The good news? Most reviewers agree Windows Phone 7 is a significant improvement over its predecessor, and even a pretty smart mobile operating system… but it’s still about a year behind iOS.
First up is Engadget’s review:
In our original preview, we said that Windows Phone 7 didn’t quite feel like a complete smartphone OS yet. We’d like to come back and report that it finally has the fit and finish of a fully realized product, but that isn’t exactly the case. Don’t get us wrong: there’s a lot to like or even love in WP7. Microsoft has done an outstanding job with lots of aspects of this UI, particularly when it comes to navigation and ease of use — but there are holes here as well. It still feels like the company is a good year behind market leaders right now, and though it’s clear the folks in Redmond are doing everything they can to get this platform up to snuff, it’s also clear that they’re not there yet.

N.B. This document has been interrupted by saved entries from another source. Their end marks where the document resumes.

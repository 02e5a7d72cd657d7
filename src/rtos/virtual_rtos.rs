//! Deterministic virtual-time [`Rtos`] implementation for tests. Real
//! `std::thread`s still run task bodies (so the coordinator and scheduler
//! code under test is unmodified), but the clock is a counter the test
//! driver advances explicitly with [`VirtualRtos::advance_time`], which
//! wakes every blocked queue receive in lockstep with the clock rather than
//! relying on wall-clock time.

use std::collections::VecDeque;
use std::sync::atomic::{AtomicBool, Ordering};
use std::sync::{Arc, Condvar, Mutex};
use std::thread;

use super::{QueueReceiveResult, QueueSendResult, Rtos, TaskPriority};

struct Clock {
    now_ms: Mutex<u32>,
    cv: Condvar,
}

impl Clock {
    fn now(&self) -> u32 {
        *self.now_ms.lock().unwrap()
    }

    fn advance(&self, ms: u32) {
        let mut now = self.now_ms.lock().unwrap();
        *now = now.wrapping_add(ms);
        drop(now);
        self.cv.notify_all();
    }
}

struct QueueState<T> {
    items: VecDeque<T>,
    capacity: usize,
    closed: bool,
}

/// A bounded FIFO whose blocked operations wake on [`VirtualRtos::advance_time`]
/// rather than wall-clock elapsed time.
pub struct VirtualQueue<T> {
    clock: Arc<Clock>,
    state: Mutex<QueueState<T>>,
}

impl<T> VirtualQueue<T> {
    fn close(&self) {
        let mut state = self.state.lock().unwrap();
        state.closed = true;
        drop(state);
        self.clock.cv.notify_all();
    }
}

pub struct VirtualTask {
    join_handle: Option<thread::JoinHandle<()>>,
}

pub struct VirtualSemaphore {
    available: Mutex<bool>,
}

/// Test [`Rtos`] implementation with a manually-advanced clock.
pub struct VirtualRtos {
    clock: Arc<Clock>,
    stop_requested: Arc<AtomicBool>,
}

impl Default for VirtualRtos {
    fn default() -> Self {
        Self::new()
    }
}

impl VirtualRtos {
    pub fn new() -> Self {
        VirtualRtos {
            clock: Arc::new(Clock {
                now_ms: Mutex::new(0),
                cv: Condvar::new(),
            }),
            stop_requested: Arc::new(AtomicBool::new(false)),
        }
    }

    /// Moves the virtual clock forward by `ms` and wakes every queue
    /// waiting on a deadline, so they can re-check whether it has passed.
    pub fn advance_time(&self, ms: u32) {
        self.clock.advance(ms);
    }

    pub fn now(&self) -> u32 {
        self.clock.now()
    }
}

impl Rtos for VirtualRtos {
    type Queue<T: Send + 'static> = Arc<VirtualQueue<T>>;
    type Semaphore = Arc<VirtualSemaphore>;
    type Task = VirtualTask;

    fn spawn<F>(&self, name: &str, _priority: TaskPriority, body: F) -> Self::Task
    where
        F: FnOnce() + Send + 'static,
    {
        let join_handle = thread::Builder::new()
            .name(name.to_string())
            .spawn(body)
            .expect("failed to spawn virtual RTOS task thread");
        VirtualTask {
            join_handle: Some(join_handle),
        }
    }

    fn delete_task(&self, mut task: Self::Task) {
        self.request_stop();
        self.clock.cv.notify_all();
        if let Some(handle) = task.join_handle.take() {
            let _ = handle.join();
        }
    }

    fn should_stop(&self) -> bool {
        self.stop_requested.load(Ordering::SeqCst)
    }

    fn request_stop(&self) {
        self.stop_requested.store(true, Ordering::SeqCst);
        self.clock.cv.notify_all();
    }

    fn yield_now(&self) {
        thread::yield_now();
    }

    fn tick_count(&self) -> u32 {
        self.clock.now()
    }

    fn create_binary_semaphore(&self) -> Self::Semaphore {
        Arc::new(VirtualSemaphore {
            available: Mutex::new(false),
        })
    }

    fn take_semaphore(&self, sem: &Self::Semaphore, timeout_ms: u32) -> bool {
        let deadline = self.clock.now().wrapping_add(timeout_ms);
        let mut available = sem.available.lock().unwrap();
        loop {
            if *available {
                *available = false;
                return true;
            }
            if self.should_stop() {
                return false;
            }
            if timeout_ms != super::MAX_DELAY_MS && self.clock.now() >= deadline {
                return false;
            }
            let guard = self.clock.now_ms.lock().unwrap();
            drop(available);
            let _ = self.clock.cv.wait(guard).unwrap();
            available = sem.available.lock().unwrap();
        }
    }

    fn give_semaphore(&self, sem: &Self::Semaphore) -> bool {
        let mut available = sem.available.lock().unwrap();
        *available = true;
        drop(available);
        self.clock.cv.notify_all();
        true
    }

    fn create_queue<T: Send + 'static>(&self, capacity: usize) -> Self::Queue<T> {
        Arc::new(VirtualQueue {
            clock: self.clock.clone(),
            state: Mutex::new(QueueState {
                items: VecDeque::with_capacity(capacity),
                capacity,
                closed: false,
            }),
        })
    }

    fn send_to_queue<T: Send + 'static>(
        &self,
        queue: &Self::Queue<T>,
        item: T,
        timeout_ms: u32,
    ) -> QueueSendResult {
        let deadline = self.clock.now().wrapping_add(timeout_ms);
        loop {
            let mut state = queue.state.lock().unwrap();
            if state.closed {
                return QueueSendResult::Error;
            }
            if state.items.len() < state.capacity {
                state.items.push_back(item);
                drop(state);
                self.clock.cv.notify_all();
                return QueueSendResult::Ok;
            }
            if timeout_ms != super::MAX_DELAY_MS && self.clock.now() >= deadline {
                return QueueSendResult::Full;
            }
            drop(state);
            let guard = self.clock.now_ms.lock().unwrap();
            let _ = self.clock.cv.wait(guard).unwrap();
        }
    }

    fn send_to_queue_isr<T: Send + 'static>(&self, queue: &Self::Queue<T>, item: T) -> QueueSendResult {
        let mut state = match queue.state.try_lock() {
            Ok(state) => state,
            Err(_) => return QueueSendResult::Error,
        };
        if state.closed {
            return QueueSendResult::Error;
        }
        if state.items.len() >= state.capacity {
            return QueueSendResult::Full;
        }
        state.items.push_back(item);
        drop(state);
        self.clock.cv.notify_all();
        QueueSendResult::Ok
    }

    fn receive_from_queue<T: Send + 'static>(
        &self,
        queue: &Self::Queue<T>,
        timeout_ms: u32,
    ) -> QueueReceiveResult<T> {
        let deadline = self.clock.now().wrapping_add(timeout_ms);
        loop {
            let mut state = queue.state.lock().unwrap();
            if let Some(item) = state.items.pop_front() {
                return QueueReceiveResult::Ok(item);
            }
            if state.closed {
                return QueueReceiveResult::Error;
            }
            if timeout_ms != super::MAX_DELAY_MS && self.clock.now() >= deadline {
                return QueueReceiveResult::Timeout;
            }
            drop(state);
            let guard = self.clock.now_ms.lock().unwrap();
            let _ = self.clock.cv.wait(guard).unwrap();
        }
    }
}

impl<T> Drop for VirtualQueue<T> {
    fn drop(&mut self) {
        self.close();
    }
}

#[cfg(test)]
mod tests {
    use super::*;
    use std::time::Duration;

    #[test]
    fn receive_times_out_only_after_clock_advances() {
        let rtos = Arc::new(VirtualRtos::new());
        let queue = rtos.create_queue::<u32>(1);
        let waiter_rtos = rtos.clone();
        let waiter_queue = queue.clone();
        let handle = thread::spawn(move || waiter_rtos.receive_from_queue(&waiter_queue, 100));
        thread::sleep(Duration::from_millis(20));
        rtos.advance_time(50);
        thread::sleep(Duration::from_millis(20));
        rtos.advance_time(60);
        let result = handle.join().unwrap();
        assert_eq!(result, QueueReceiveResult::Timeout);
    }

    #[test]
    fn receive_wakes_immediately_on_send() {
        let rtos = VirtualRtos::new();
        let queue = rtos.create_queue::<u32>(1);
        assert_eq!(rtos.send_to_queue(&queue, 9, 0), QueueSendResult::Ok);
        assert_eq!(rtos.receive_from_queue(&queue, 0), QueueReceiveResult::Ok(9));
    }
}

Walt Mossberg is even less impressed:
Overall, I can’t recommend Windows Phone 7 as being on a par with iPhone or Android—at least not yet. Unless you’re an Xbox Live user, or rely on Microsoft’s SharePoint corporate Web-based document system, it isn’t as good or as versatile as its rivals.
Interestingly, though, Gizmodo was absolutely blown away… but still expressed caution in recommending Windows Phone 7 handsets over the iPhone.
Windows Phone 7 is really great. A solid foundation, it’s elegant and joyful. True, a lot of that greatness is potential. But if anybody can follow through on their platform, it’s Microsoft. Should you buy this instead of an iPhone or Android phone though? In six months, after the ecosystem has filled out, the answer will be more clear. But right now, Window Phone is definitely an option. Considering where Microsoft was just a year ago, that’s saying a hell of a lot.